EXERCISE PROMPT: The required output consists solely of the lines from the top of the listing through the line containing "self.check_arity(&new_row)?;", transcribed exactly.

EXCERPTED DATA:
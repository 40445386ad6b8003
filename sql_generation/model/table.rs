use std::{fmt::Display, num::NonZeroU32};

use serde::{Deserialize, Serialize};

use super::ShadowError;

/// A row is aligned positionally with the columns of its table.
pub type Row = Vec<SimValue>;

#[derive(Debug, Clone, PartialEq, Serialize, Deserialize)]
pub struct Table {
    pub name: String,
    pub columns: Vec<Column>,
    /// Rows in the order the engine is expected to emit them for `SELECT *`.
    pub rows: Vec<Row>,
}

impl Table {
    pub fn new(name: impl Into<String>, columns: Vec<Column>) -> Self {
        Self {
            name: name.into(),
            columns,
            rows: Vec::new(),
        }
    }

    pub fn column_index(&self, name: &str) -> Option<usize> {
        self.columns.iter().position(|c| c.name == name)
    }

    pub fn column_names(&self) -> impl Iterator<Item = &str> {
        self.columns.iter().map(|c| c.name.as_str())
    }

    /// A table whose columns are all floats has no column usable in a
    /// WHERE-equality clause.
    pub fn is_all_float(&self) -> bool {
        self.columns
            .iter()
            .all(|c| matches!(c.column_type, ColumnType::Float))
    }

    /// Returns true if `rows[row][column]` appears exactly once in `column`.
    pub fn is_unique_at(&self, row: usize, column: usize) -> bool {
        let Some(value) = self.rows.get(row).and_then(|r| r.get(column)) else {
            return false;
        };
        self.rows.iter().filter(|r| &r[column] == value).count() == 1
    }

    pub fn insert(&mut self, row: Row) -> Result<(), ShadowError> {
        self.check_arity(&row)?;
        self.rows.push(row);
        Ok(())
    }

    /// Replaces the content of the first row whose `pivot` column equals
    /// `value`, keeping its position. Returns the position of the replaced row.
    pub fn update_by_pivot(
        &mut self,
        pivot: usize,
        value: &SimValue,
        new_row: Row,
    ) -> Result<Option<usize>, ShadowError> {
        self.check_arity(&new_row)?;
        let position = self.rows.iter().position(|r| &r[pivot] == value);
        if let Some(position) = position {
            self.rows[position] = new_row;
        }
        Ok(position)
    }

    /// Removes the first row whose `pivot` column equals `value`; later rows
    /// shift up by one position.
    pub fn delete_by_pivot(&mut self, pivot: usize, value: &SimValue) -> Option<Row> {
        let position = self.rows.iter().position(|r| &r[pivot] == value)?;
        Some(self.rows.remove(position))
    }

    pub fn rows_matching<'a>(
        &'a self,
        pivot: usize,
        value: &'a SimValue,
    ) -> impl Iterator<Item = &'a Row> + 'a {
        self.rows.iter().filter(move |r| &r[pivot] == value)
    }

    fn check_arity(&self, row: &Row) -> Result<(), ShadowError> {
        if row.len() != self.columns.len() {
            return Err(ShadowError::RowArity {
                table: self.name.clone(),
                expected: self.columns.len(),
                actual: row.len(),
            });
        }
        Ok(())
    }
}

#[derive(Debug, Clone, PartialEq, Eq, Hash, Serialize, Deserialize)]
pub struct Column {
    pub name: String,
    pub column_type: ColumnType,
}

impl Column {
    /// Column names are `<type initial><ordinal>`, so they never collide
    /// inside one table.
    pub fn new(ordinal: usize, column_type: ColumnType) -> Self {
        Self {
            name: format!("{}{ordinal}", column_type.initial()),
            column_type,
        }
    }
}

#[derive(Debug, Clone, Copy, PartialEq, Eq, Hash, Serialize, Deserialize)]
pub enum ColumnType {
    Int,
    Float,
    Char(NonZeroU32),
}

impl ColumnType {
    pub fn char(max_len: u32) -> Option<Self> {
        NonZeroU32::new(max_len).map(Self::Char)
    }

    pub fn initial(&self) -> char {
        match self {
            Self::Int => 'i',
            Self::Float => 'f',
            Self::Char(_) => 'c',
        }
    }
}

impl Display for ColumnType {
    fn fmt(&self, f: &mut std::fmt::Formatter<'_>) -> std::fmt::Result {
        match self {
            Self::Int => write!(f, "INT"),
            Self::Float => write!(f, "FLOAT"),
            Self::Char(len) => write!(f, "CHAR({len})"),
        }
    }
}

#[derive(Clone, Debug, PartialEq, PartialOrd, Serialize, Deserialize)]
pub enum SimValue {
    Int(i64),
    Float(f64),
    Char(String),
}

impl SimValue {
    pub fn column_type_matches(&self, column_type: &ColumnType) -> bool {
        match (self, column_type) {
            (SimValue::Int(_), ColumnType::Int) | (SimValue::Float(_), ColumnType::Float) => true,
            (SimValue::Char(s), ColumnType::Char(len)) => {
                !s.is_empty() && s.chars().count() <= len.get() as usize
            }
            _ => false,
        }
    }

    /// The value as the engine prints it in the output sink.
    pub fn to_output_string(&self) -> String {
        match self {
            SimValue::Int(i) => i.to_string(),
            SimValue::Float(fl) => format_float(*fl),
            SimValue::Char(s) => s.clone(),
        }
    }
}

/// Floats are written in plain decimal notation with a fractional part, since
/// the engine grammar has no exponent form.
fn format_float(value: f64) -> String {
    if value.fract() == 0.0 {
        format!("{value:.1}")
    } else {
        format!("{value}")
    }
}

impl Display for SimValue {
    fn fmt(&self, f: &mut std::fmt::Formatter<'_>) -> std::fmt::Result {
        match self {
            SimValue::Int(i) => write!(f, "{i}"),
            SimValue::Float(fl) => write!(f, "{}", format_float(*fl)),
            SimValue::Char(s) => write!(f, "'{}'", s.replace('\'', "''")),
        }
    }
}

impl From<i64> for SimValue {
    fn from(value: i64) -> Self {
        SimValue::Int(value)
    }
}

impl From<f64> for SimValue {
    fn from(value: f64) -> Self {
        SimValue::Float(value)
    }
}

impl From<&str> for SimValue {
    fn from(value: &str) -> Self {
        SimValue::Char(value.to_string())
    }
}
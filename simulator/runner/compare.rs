//! Reconciles the engine's textual result sets with the shadow model.
//!
//! The sink holds `|`-delimited lines: a header naming the columns, then one
//! line per row. Separator lines made of `+` and `-` are ignored and a line
//! reading `failure` is the engine's error marker.

use std::collections::BTreeSet;

use itertools::Itertools;
use sql_generation::model::table::{Column, Row, SimValue, Table};

/// Absolute tolerance for float columns; the engine stores floats in single
/// precision and prints six decimals.
pub const FLOAT_EPSILON: f64 = 1e-4;

const FAILURE_MARKER: &str = "failure";
const TABLES_HEADER: &str = "Tables";

#[derive(Debug, Clone, PartialEq, thiserror::Error)]
pub enum Mismatch {
    #[error("output is empty, expected a header line")]
    MissingHeader,
    #[error("header {actual:?} does not match columns {expected:?}")]
    Header {
        expected: Vec<String>,
        actual: Vec<String>,
    },
    #[error("engine reported a failure at output line {line}")]
    EngineFailure { line: usize },
    #[error("expected {expected} rows, engine returned {actual}")]
    RowCount { expected: usize, actual: usize },
    #[error("expected {expected} result sets, engine returned {actual}")]
    ResultSetCount { expected: usize, actual: usize },
    #[error("row {row} has {actual} fields, expected {expected}")]
    FieldCount {
        row: usize,
        expected: usize,
        actual: usize,
    },
    #[error("row {row}, column {column} ({name}): expected {expected}, got {actual}")]
    Value {
        row: usize,
        column: usize,
        name: String,
        expected: String,
        actual: String,
    },
    #[error("table list differs, missing {missing:?}, unexpected {unexpected:?}")]
    TableList {
        missing: Vec<String>,
        unexpected: Vec<String>,
    },
    #[error("table {name} listed {actual} times, expected {expected}")]
    TableCount {
        name: String,
        expected: usize,
        actual: usize,
    },
}

#[derive(Debug, Clone, PartialEq)]
enum Line {
    Separator,
    Failure,
    Fields(Vec<String>),
}

fn classify(line: &str) -> Line {
    let line = line.trim();
    if line.is_empty() || line.chars().all(|c| c == '+' || c == '-') {
        return Line::Separator;
    }
    if line == FAILURE_MARKER {
        return Line::Failure;
    }
    Line::Fields(
        line.trim_matches('|')
            .split('|')
            .map(|field| field.trim().to_string())
            .collect(),
    )
}

/// The field lines of an output, failing on the first engine failure marker.
fn field_lines(lines: &[String]) -> Result<Vec<Vec<String>>, Mismatch> {
    let mut fields = Vec::with_capacity(lines.len());
    for (index, line) in lines.iter().enumerate() {
        match classify(line) {
            Line::Separator => {}
            Line::Failure => return Err(Mismatch::EngineFailure { line: index }),
            Line::Fields(f) => fields.push(f),
        }
    }
    Ok(fields)
}

/// Fails if the engine wrote its error marker anywhere in `lines`.
pub fn check_no_failure(lines: &[String]) -> Result<(), Mismatch> {
    field_lines(lines).map(|_| ())
}

pub fn compare_value(expected: &SimValue, actual: &str) -> bool {
    match expected {
        SimValue::Int(i) => i.to_string() == actual,
        SimValue::Float(f) => actual
            .parse::<f64>()
            .is_ok_and(|a| (a - f).abs() < FLOAT_EPSILON),
        SimValue::Char(s) => s == actual,
    }
}

/// Compares one engine row with the expected one, column by column.
pub fn compare_row(
    row: usize,
    expected: &Row,
    actual: &[String],
    columns: &[Column],
) -> Result<(), Mismatch> {
    if actual.len() != expected.len() {
        return Err(Mismatch::FieldCount {
            row,
            expected: expected.len(),
            actual: actual.len(),
        });
    }
    for (column, (value, field)) in expected.iter().zip(actual).enumerate() {
        if !compare_value(value, field) {
            return Err(Mismatch::Value {
                row,
                column,
                name: columns
                    .get(column)
                    .map(|c| c.name.clone())
                    .unwrap_or_default(),
                expected: value.to_output_string(),
                actual: field.clone(),
            });
        }
    }
    Ok(())
}

fn compare_header(header: &[String], columns: &[Column]) -> Result<(), Mismatch> {
    let expected = columns.iter().map(|c| c.name.clone()).collect::<Vec<_>>();
    if header != expected.as_slice() {
        return Err(Mismatch::Header {
            expected,
            actual: header.to_vec(),
        });
    }
    Ok(())
}

/// Compares a `SELECT *` output with the rows the shadow model expects, in
/// order.
pub fn compare_result_set(
    expected: &[Row],
    lines: &[String],
    columns: &[Column],
) -> Result<(), Mismatch> {
    let fields = field_lines(lines)?;
    let (header, rows) = fields.split_first().ok_or(Mismatch::MissingHeader)?;
    compare_header(header, columns)?;

    if rows.len() != expected.len() {
        return Err(Mismatch::RowCount {
            expected: expected.len(),
            actual: rows.len(),
        });
    }
    for (index, (expected, actual)) in expected.iter().zip(rows).enumerate() {
        compare_row(index, expected, actual, columns)?;
    }
    Ok(())
}

/// Compares a `SHOW TABLES` output with the expected names, ignoring order.
pub fn compare_table_list(expected: &[String], lines: &[String]) -> Result<(), Mismatch> {
    let fields = field_lines(lines)?;
    let (header, rows) = fields.split_first().ok_or(Mismatch::MissingHeader)?;
    if header.len() != 1 || header[0] != TABLES_HEADER {
        return Err(Mismatch::Header {
            expected: vec![TABLES_HEADER.to_string()],
            actual: header.clone(),
        });
    }

    let mut actual = Vec::with_capacity(rows.len());
    for (row, fields) in rows.iter().enumerate() {
        match fields.as_slice() {
            [name] => actual.push(name.clone()),
            _ => {
                return Err(Mismatch::FieldCount {
                    row,
                    expected: 1,
                    actual: fields.len(),
                })
            }
        }
    }

    let expected_sorted = expected.iter().sorted().collect::<Vec<_>>();
    let actual_sorted = actual.iter().sorted().collect::<Vec<_>>();
    if expected_sorted == actual_sorted {
        return Ok(());
    }
    let expected_names = expected.iter().cloned().collect::<BTreeSet<_>>();
    let actual_names = actual.iter().cloned().collect::<BTreeSet<_>>();
    if expected_names == actual_names {
        // same names, different multiplicities
        let expected_counts = expected.iter().counts();
        let actual_counts = actual.iter().counts();
        if let Some(name) = expected_names
            .iter()
            .find(|name| expected_counts.get(name) != actual_counts.get(name))
        {
            return Err(Mismatch::TableCount {
                name: name.clone(),
                expected: expected_counts.get(name).copied().unwrap_or_default(),
                actual: actual_counts.get(name).copied().unwrap_or_default(),
            });
        }
    }
    Err(Mismatch::TableList {
        missing: expected_names.difference(&actual_names).cloned().collect(),
        unexpected: actual_names.difference(&expected_names).cloned().collect(),
    })
}

/// Compares the output of one `SELECT *` per table, all tables empty: a header
/// line each, in the order the selects were issued.
pub fn compare_headers(tables: &[Table], lines: &[String]) -> Result<(), Mismatch> {
    let fields = field_lines(lines)?;
    if fields.len() != tables.len() {
        return Err(Mismatch::ResultSetCount {
            expected: tables.len(),
            actual: fields.len(),
        });
    }
    for (table, header) in tables.iter().zip(&fields) {
        compare_header(header, &table.columns)?;
    }
    Ok(())
}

RESPONSE AREA:
repository 40445386ad6b8003
filename sql_generation/model/table.rs
use std::{fmt::Display, num::NonZeroU32};

use serde::{Deserialize, Serialize};

use super::ShadowError;

/// A row is aligned positionally with the columns of its table.
pub type Row = Vec<SimValue>;

#[derive(Debug, Clone, PartialEq, Serialize, Deserialize)]
pub struct Table {
    pub name: String,
    pub columns: Vec<Column>,
    /// Rows in the order the engine is expected to emit them for `SELECT *`.
    pub rows: Vec<Row>,
}

impl Table {
    pub fn new(name: impl Into<String>, columns: Vec<Column>) -> Self {
        Self {
            name: name.into(),
            columns,
            rows: Vec::new(),
        }
    }

    pub fn column_index(&self, name: &str) -> Option<usize> {
        self.columns.iter().position(|c| c.name == name)
    }

    pub fn column_names(&self) -> impl Iterator<Item = &str> {
        self.columns.iter().map(|c| c.name.as_str())
    }

    /// A table whose columns are all floats has no column usable in a
    /// WHERE-equality clause.
    pub fn is_all_float(&self) -> bool {
        self.columns
            .iter()
            .all(|c| matches!(c.column_type, ColumnType::Float))
    }

    /// Returns true if `rows[row][column]` appears exactly once in `column`.
    pub fn is_unique_at(&self, row: usize, column: usize) -> bool {
        let Some(value) = self.rows.get(row).and_then(|r| r.get(column)) else {
            return false;
        };
        self.rows.iter().filter(|r| &r[column] == value).count() == 1
    }

    pub fn insert(&mut self, row: Row) -> Result<(), ShadowError> {
        self.check_arity(&row)?;
        self.rows.push(row);
        Ok(())
    }

    /// Replaces the content of the first row whose `pivot` column equals
    /// `value`, keeping its position. Returns the position of the replaced row.
    pub fn update_by_pivot(
        &mut self,
        pivot: usize,
        value: &SimValue,
        new_row: Row,
    ) -> Result<Option<usize>, ShadowError> {
        self.check_arity(&new_row)?;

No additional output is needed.